Patch authoring is broader. It requires planning, editing, resolving conflicts, running checks, and making tradeoffs across files. A small model can help with parts of that process, but I do not trust it as the owner of the whole change.

This role split keeps responsibility clear. A stronger general model or a human can own the patch. The LoRA reviewer acts like a specialist who points out issues, not like a second author making uncoordinated edits.

What useful training data looks like

Useful examples are task-shaped. They include the diff, the relevant surrounding context, the expected finding, and the reason the finding matters. That teaches the adapter to inspect and explain, not just summarize code.

A good example might show a route change that forgot to update metadata, a React component that breaks an existing loading state, or a Python edit that crosses a provider boundary the repo normally keeps separate. The expected response should name the issue and suggest a check or fix.

Weak examples are broad repo dumps or generic descriptions of what a file does. Those may teach vocabulary, but they do not teach judgment. Review quality depends on judgment: what matters, what does not, and what evidence supports the finding.

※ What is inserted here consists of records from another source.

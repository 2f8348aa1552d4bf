pub mod models;
pub mod views;
pub mod controllers;
pub mod cli;
pub mod error;

// Re-exports for convenience
pub use models::{Config, FeedStore, Post, PostDetail, Comment};
pub use controllers::{start_app, App};
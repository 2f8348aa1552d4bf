use ratatui::{
    backend::Backend,
    layout::{Constraint, Direction, Layout, Rect},
    style::{Color, Modifier, Style},
    text::{Line, Span},
    widgets::{Block, Borders, Clear, List, ListItem, Paragraph, Wrap},
    Frame,
};

use crate::controllers::app::App;
use crate::controllers::community::{ComposeForm, DetailView, PickerView};
use crate::models::time::time_posted;
use crate::models::Post;
use crate::views::tui::{ACCENT, MUTED};
use crate::views::widgets::centered_rect;

fn vote_style(votes: i64) -> Style {
    match votes {
        v if v > 0 => Style::default().fg(ACCENT).add_modifier(Modifier::BOLD),
        v if v < 0 => Style::default().fg(Color::Blue).add_modifier(Modifier::BOLD),
        _ => Style::default(),
    }
}

fn post_item(post: &Post) -> ListItem<'_> {
    let title = Line::from(Span::styled(
        post.title.as_str(),
        Style::default().fg(Color::Cyan).add_modifier(Modifier::BOLD),
    ));

    let mut footer = vec![
        Span::raw("▲ "),
        Span::styled(post.votes.to_string(), vote_style(post.votes)),
        Span::raw(" ▼"),
    ];
    if let Some(image) = &post.image {
        footer.push(Span::styled(format!("   [image: {}]", image), Style::default().fg(MUTED)));
    }

    ListItem::new(vec![
        title,
        Line::from(post.content.as_str()),
        Line::from(footer),
        Line::from(""), // spacing between posts
    ])
}

pub fn render_feed<B: Backend>(f: &mut Frame<B>, area: Rect, app: &mut App) {
    let (feed, screen) = app.community_parts();
    let block = Block::default().title("Community").borders(Borders::ALL);

    if feed.is_empty() {
        f.render_widget(Paragraph::new("No posts yet. Create one!").block(block), area);
        return;
    }

    let items: Vec<ListItem> = feed.posts().iter().map(post_item).collect();
    let list = List::new(items)
        .block(block)
        .highlight_style(Style::default().bg(Color::DarkGray))
        .highlight_symbol("> ");

    f.render_stateful_widget(list, area, &mut screen.cursor.state);
}

/// Draws whichever dialogs are open on top of the feed.
pub fn render_dialogs<B: Backend>(f: &mut Frame<B>, size: Rect, app: &mut App) {
    let now = app.feed().now();
    let (_, screen) = app.community_parts();

    if let Some(form) = &screen.compose {
        render_compose(f, size, form);
    }
    if let Some(picker) = screen.picker.as_mut() {
        render_picker(f, size, picker);
    }
    if let Some(view) = &screen.detail {
        render_detail(f, size, view, now);
    }
}

fn render_compose<B: Backend>(f: &mut Frame<B>, size: Rect, form: &ComposeForm) {
    let area = centered_rect(70, 12, size);
    let block = Block::default()
        .title("Create Post")
        .borders(Borders::ALL)
        .border_style(Style::default().fg(ACCENT));

    let text = if form.text.value().is_empty() {
        Line::from(Span::styled("Show off your POPMART figurine...", Style::default().fg(MUTED)))
    } else {
        Line::from(format!("{}▏", form.text.value()))
    };
    let image = match &form.image {
        Some(image) => Line::from(vec![Span::raw("Image: "), Span::styled(image.to_string(), Style::default().fg(ACCENT))]),
        None => Line::from(Span::styled("No image", Style::default().fg(MUTED))),
    };

    let lines = vec![
        text,
        Line::from(""),
        image,
        Line::from(""),
        Line::from(vec![
            Span::styled("[Enter] Post", Style::default().fg(ACCENT)),
            Span::raw("   "),
            Span::raw("[Ctrl-U] Upload Image"),
            Span::raw("   "),
            Span::styled("[Esc] Cancel", Style::default().fg(MUTED)),
        ]),
    ];

    f.render_widget(Clear, area);
    f.render_widget(Paragraph::new(lines).block(block).wrap(Wrap { trim: false }), area);
}

fn render_picker<B: Backend>(f: &mut Frame<B>, size: Rect, picker: &mut PickerView) {
    let area = centered_rect(50, 14, size);
    let block = Block::default()
        .title("Choose Image")
        .borders(Borders::ALL)
        .border_style(Style::default().fg(ACCENT));

    f.render_widget(Clear, area);
    if picker.images.is_empty() {
        f.render_widget(Paragraph::new("No images found.").block(block), area);
        return;
    }

    let items: Vec<ListItem> = picker
        .images
        .iter()
        .map(|image| ListItem::new(image.to_string()))
        .collect();
    let list = List::new(items)
        .block(block)
        .highlight_style(Style::default().bg(ACCENT).fg(Color::White))
        .highlight_symbol("> ");
    f.render_stateful_widget(list, area, &mut picker.cursor.state);
}

fn render_detail<B: Backend>(f: &mut Frame<B>, size: Rect, view: &DetailView, now: i64) {
    let area = centered_rect(80, size.height.saturating_sub(4), size);
    let detail = &view.detail;
    let block = Block::default()
        .title(Span::styled(detail.post.title.as_str(), Style::default().add_modifier(Modifier::BOLD)))
        .borders(Borders::ALL)
        .border_style(Style::default().fg(ACCENT));
    let inner = block.inner(area);

    f.render_widget(Clear, area);
    f.render_widget(block, area);

    let chunks = Layout::default()
        .direction(Direction::Vertical)
        .constraints([Constraint::Min(3), Constraint::Length(3)].as_ref())
        .split(inner);

    let mut lines = vec![Line::from(vec![
        Span::styled(format!("Posted by {}", detail.author), Style::default().fg(Color::Cyan)),
        Span::styled(format!("  {}", detail.time_posted), Style::default().fg(MUTED)),
    ])];
    if let Some(image) = &detail.post.image {
        lines.push(Line::from(Span::styled(format!("[image: {}]", image), Style::default().fg(MUTED))));
    }
    lines.push(Line::from(""));
    lines.push(Line::from(detail.description.as_str()));
    lines.push(Line::from(""));
    lines.push(Line::from(format!(
        "{} votes   {} comments",
        detail.post.votes,
        detail.comments.len()
    )));
    lines.push(Line::from(""));
    lines.push(Line::from(Span::styled("Comments", Style::default().add_modifier(Modifier::BOLD))));

    for comment in &detail.comments {
        lines.push(Line::from(""));
        lines.push(Line::from(vec![
            Span::styled(comment.author.as_str(), Style::default().fg(ACCENT).add_modifier(Modifier::BOLD)),
            Span::styled(format!("  {}", time_posted(comment.timestamp, now)), Style::default().fg(MUTED)),
        ]));
        lines.push(Line::from(comment.text.as_str()));
        lines.push(Line::from(Span::styled(format!("♥ {}", comment.likes), Style::default().fg(MUTED))));
    }

    f.render_widget(
        Paragraph::new(lines).wrap(Wrap { trim: true }).scroll((view.scroll, 0)),
        chunks[0],
    );

    let input = if view.comment.value().is_empty() {
        Span::styled("Write a comment...", Style::default().fg(MUTED))
    } else {
        Span::raw(format!("{}▏", view.comment.value()))
    };
    f.render_widget(
        Paragraph::new(Line::from(input)).block(
            Block::default()
                .borders(Borders::ALL)
                .title("[Enter] Post  [Esc] Close"),
        ),
        chunks[1],
    );
}
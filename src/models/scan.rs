use std::time::{Duration, Instant};

#[derive(Debug, Clone, Copy, PartialEq, Eq)]
pub enum ScanPhase {
    Idle,
    Scanning,
    Complete,
}

/// Simulated barcode scan. Each start gets a new session id so that timer
/// events from an abandoned scan can be told apart.
#[derive(Debug)]
pub struct ScanSession {
    phase: ScanPhase,
    session: u64,
    started: Option<Instant>,
}

impl Default for ScanSession {
    fn default() -> Self {
        Self::new()
    }
}

impl ScanSession {
    pub fn new() -> Self {
        Self {
            phase: ScanPhase::Idle,
            session: 0,
            started: None,
        }
    }

    pub fn phase(&self) -> ScanPhase {
        self.phase
    }

    pub fn session(&self) -> u64 {
        self.session
    }

    pub fn started(&self) -> Option<Instant> {
        self.started
    }

    /// Begins scanning. `None` while a scan is already running or finished.
    pub fn start(&mut self, now: Instant) -> Option<u64> {
        if self.phase != ScanPhase::Idle {
            return None;
        }
        self.session += 1;
        self.phase = ScanPhase::Scanning;
        self.started = Some(now);
        Some(self.session)
    }

    pub fn complete(&mut self, session: u64) -> bool {
        if session != self.session || self.phase != ScanPhase::Scanning {
            return false;
        }
        self.phase = ScanPhase::Complete;
        true
    }

    /// True when a redirect for `session` should still happen.
    pub fn ready_to_redirect(&self, session: u64) -> bool {
        session == self.session && self.phase == ScanPhase::Complete
    }

    pub fn reset(&mut self) {
        self.session += 1;
        self.phase = ScanPhase::Idle;
        self.started = None;
    }
}

/// Scan line offset in `[0, 1]`: down over one sweep, back up over the next.
pub fn scan_line_position(elapsed: Duration, sweep: Duration) -> f64 {
    let sweep_ms = sweep.as_millis().max(1) as f64;
    let cycle = (elapsed.as_millis() as f64) % (2.0 * sweep_ms);
    if cycle <= sweep_ms {
        cycle / sweep_ms
    } else {
        2.0 - cycle / sweep_ms
    }
}

#[cfg(test)]
mod tests {
    use super::*;

    #[test]
    fn scan_runs_once_per_session() {
        let mut scan = ScanSession::new();
        let now = Instant::now();
        let id = scan.start(now).unwrap();

        assert_eq!(scan.phase(), ScanPhase::Scanning);
        assert_eq!(scan.start(now), None);
        assert!(scan.complete(id));
        assert!(scan.ready_to_redirect(id));
        assert_eq!(scan.start(now), None);
    }

    #[test]
    fn stale_session_events_are_ignored() {
        let mut scan = ScanSession::new();
        let old = scan.start(Instant::now()).unwrap();
        scan.reset();

        assert!(!scan.complete(old));
        let new = scan.start(Instant::now()).unwrap();
        assert_ne!(old, new);
        assert!(!scan.ready_to_redirect(old));
    }

    #[test]
    fn scan_line_sweeps_down_and_back() {
        let sweep = Duration::from_millis(2000);
        assert_eq!(scan_line_position(Duration::ZERO, sweep), 0.0);
        assert_eq!(scan_line_position(Duration::from_millis(1000), sweep), 0.5);
        assert_eq!(scan_line_position(Duration::from_millis(2000), sweep), 1.0);
        assert_eq!(scan_line_position(Duration::from_millis(3000), sweep), 0.5);
        assert_eq!(scan_line_position(Duration::from_millis(4000), sweep), 0.0);
    }
}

How I evaluate the reviewer

A reviewer is useful if it catches real problems without creating too much noise. I care more about actionable findings than long explanations. A short note that points to the exact risk is better than a confident paragraph that says nothing specific.

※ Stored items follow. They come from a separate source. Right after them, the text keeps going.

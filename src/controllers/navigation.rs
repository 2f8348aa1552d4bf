#[derive(Debug, Clone, Copy, PartialEq, Eq)]
pub enum Tab {
    Home,
    Scan,
    Rewards,
    Community,
    Profile,
}

impl Tab {
    pub const ALL: [Tab; 5] = [Tab::Home, Tab::Scan, Tab::Rewards, Tab::Community, Tab::Profile];

    pub fn title(&self) -> &'static str {
        match self {
            Tab::Home => "Home",
            Tab::Scan => "Scan",
            Tab::Rewards => "Rewards",
            Tab::Community => "Community",
            Tab::Profile => "Profile",
        }
    }

    pub fn index(&self) -> usize {
        Tab::ALL.iter().position(|t| t == self).unwrap_or(0)
    }

    pub fn from_index(i: usize) -> Option<Tab> {
        Tab::ALL.get(i).copied()
    }

    pub fn next(&self) -> Tab {
        Tab::ALL[(self.index() + 1) % Tab::ALL.len()]
    }

    pub fn previous(&self) -> Tab {
        Tab::ALL[(self.index() + Tab::ALL.len() - 1) % Tab::ALL.len()]
    }
}

#[derive(Debug, Clone, Copy, PartialEq, Eq)]
pub enum Route {
    Tab(Tab),
    /// Pushed on top of the tabs, no tab bar
    Game,
}

/// Current screen plus the routes `back` returns to.
#[derive(Debug)]
pub struct Navigator {
    current: Route,
    history: Vec<Route>,
}

impl Navigator {
    pub fn new(tab: Tab) -> Self {
        Self {
            current: Route::Tab(tab),
            history: Vec::new(),
        }
    }

    pub fn current(&self) -> Route {
        self.current
    }

    /// Tab highlighted in the tab bar, the nearest one under any pushed screens.
    pub fn active_tab(&self) -> Tab {
        std::iter::once(&self.current)
            .chain(self.history.iter().rev())
            .find_map(|route| match route {
                Route::Tab(tab) => Some(*tab),
                Route::Game => None,
            })
            .unwrap_or(Tab::Home)
    }

    pub fn select_tab(&mut self, tab: Tab) {
        self.history.clear();
        self.current = Route::Tab(tab);
    }

    pub fn push(&mut self, route: Route) {
        self.history.push(self.current);
        self.current = route;
    }

    pub fn can_go_back(&self) -> bool {
        !self.history.is_empty()
    }

    /// Returns false when there is nothing to go back to.
    pub fn back(&mut self) -> bool {
        match self.history.pop() {
            Some(route) => {
                self.current = route;
                true
            }
            None => false,
        }
    }
}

The evaluation should include held-out examples and real patches. Held-out examples show whether the adapter learned the review task instead of memorizing the training set. Real patches show whether the reviewer survives messy context, partial information, and ordinary project complexity.

False positives matter. If the reviewer complains about harmless choices too often, people will ignore it. False negatives matter too, but a noisy reviewer can be worse than no reviewer because it adds review fatigue to an already complex workflow.

Where this could fit

The most realistic use is a layered coding workflow. A primary coding agent proposes a patch. Automated checks run. Small reviewers inspect narrow slices of the diff. A final synthesis step decides which findings matter and applies fixes deliberately.

That workflow still needs verification. Tests, builds, type checks, and human review do not disappear. The LoRA reviewer is only useful if it improves the odds that the right issues get noticed before the patch lands.

That is the standard I am using. Not whether the system sounds smart, but whether it produces findings that lead to better patches with less wasted review time.